As Millennials enter the workforce, the burden of student loan debt shapes their view of their lives, including careers and finances.
College may be one of the best economic decisions a person can make. Having a bachelor’s degree will on average increase lifetime earnings by 66% and even higher with advanced degrees. Students seem to agree; in 2015, 69% of high school graduates enrolled in a college or university program.
The downside to post-secondary education is the 510% growth in national student loan debt over the past decade. The impact is far-reaching: an entire generation’s financial growth has been stunted due to student loans. The financial burden of these loans has far-reaching consequences that affect decisions such as buying a house, starting a family and saving for retirement.

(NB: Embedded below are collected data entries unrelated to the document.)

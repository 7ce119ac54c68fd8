//! Platform media-query primitive.
//!
//! The monitor assumes nothing beyond this shape: a watch object per raw
//! query string, with a synchronous `matches` flag and listener
//! registration. Implementations deliver notifications synchronously.

use std::cell::{Cell, RefCell};
use std::rc::Rc;

use crate::error::Result;

/// Token returned by [`QueryWatch::add_listener`].
pub type ListenerId = u64;

/// Listener invoked with the new `matches` value.
pub type QueryListener = Rc<dyn Fn(bool)>;

/// A live watch on one media query.
pub trait QueryWatch {
    /// Raw query text this watch evaluates.
    fn query(&self) -> &str;

    /// Current match state.
    fn matches(&self) -> bool;

    /// Register a listener for match changes.
    fn add_listener(&self, listener: QueryListener) -> ListenerId;

    /// Remove a listener. Unknown ids are ignored.
    fn remove_listener(&self, id: ListenerId);

    /// Number of registered listeners.
    fn listener_count(&self) -> usize;
}

/// Source of query watches.
pub trait MediaPlatform {
    /// Start watching `query`.
    ///
    /// Fails with [`ResponsiveError::InvalidMediaQuery`](crate::ResponsiveError::InvalidMediaQuery)
    /// when the platform cannot evaluate the text.
    fn watch(&self, query: &str) -> Result<Rc<dyn QueryWatch>>;

    /// Evaluate `query` once without keeping a watch.
    ///
    /// Fails like [`watch`](Self::watch) for text the platform cannot evaluate.
    fn matches(&self, query: &str) -> Result<bool>;
}

/// Listener bookkeeping shared by platform implementations.
#[derive(Default)]
pub struct ListenerList {
    listeners: RefCell<Vec<(ListenerId, QueryListener)>>,
    next_id: Cell<ListenerId>,
}

impl ListenerList {
    pub fn new() -> Self {
        Self::default()
    }

    pub fn add(&self, listener: QueryListener) -> ListenerId {
        let id = self.next_id.get();
        self.next_id.set(id + 1);
        self.listeners.borrow_mut().push((id, listener));
        id
    }

    pub fn remove(&self, id: ListenerId) {
        self.listeners.borrow_mut().retain(|(listener_id, _)| *listener_id != id);
    }

    pub fn len(&self) -> usize {
        self.listeners.borrow().len()
    }

    pub fn is_empty(&self) -> bool {
        self.listeners.borrow().is_empty()
    }

    /// Clone the current listeners so they can be called without holding a borrow.
    pub fn snapshot(&self) -> Vec<QueryListener> {
        self.listeners
            .borrow()
            .iter()
            .map(|(_, listener)| Rc::clone(listener))
            .collect()
    }

    /// Call every listener with `matches`.
    ///
    /// Listeners may add or remove listeners while being notified.
    pub fn notify(&self, matches: bool) {
        for listener in self.snapshot() {
            listener(matches);
        }
    }
}

#[cfg(test)]
mod tests {
    use super::*;

    #[test]
    fn test_listener_list() {
        let list = ListenerList::new();
        let hits = Rc::new(Cell::new(0));

        let hits_clone = hits.clone();
        let a = list.add(Rc::new(move |_| hits_clone.set(hits_clone.get() + 1)));
        let hits_clone = hits.clone();
        let _b = list.add(Rc::new(move |m| {
            if m {
                hits_clone.set(hits_clone.get() + 10);
            }
        }));

        list.notify(true);
        assert_eq!(hits.get(), 11);

        list.remove(a);
        list.remove(a);
        list.notify(true);
        assert_eq!(hits.get(), 21);
        assert_eq!(list.len(), 1);
        assert!(!list.is_empty());

        list.remove(1);
        assert!(list.is_empty());
    }
}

In the next several blogs, I want to look at the problems higher education costs are causing on the personal finance level for students and families, the cost for the Millennial generation, and what solutions are available.
First, I want to introduce you to a friend of mine, whom I recently interviewed about her education and financial history. Even though she’s been 20 plus years out of college, student loans are still a significant part of her finances and have shaped her perspective on money
Her story highlights several of the most prominent issues with student loans that I see.
Lack of perspective going into college
College is one of the biggest financial decisions in a person’s life, and students often lack the perspective necessary to make the best choice. The cost of some four year universities is upwards of $250,000. Many times the biggest financial decision high school students make is whether or not they should work a part-time job during the summer.
Combined with this lack of experience making financial decisions, many students have certain lifestyle expectations upon finishing college. Most teenagers have little clue how much money it would take to sustain the lifestyle they see themselves living. Without taking this into consideration, they may pursue degrees that are interesting to them without knowing if their chosen career path will support the life they want.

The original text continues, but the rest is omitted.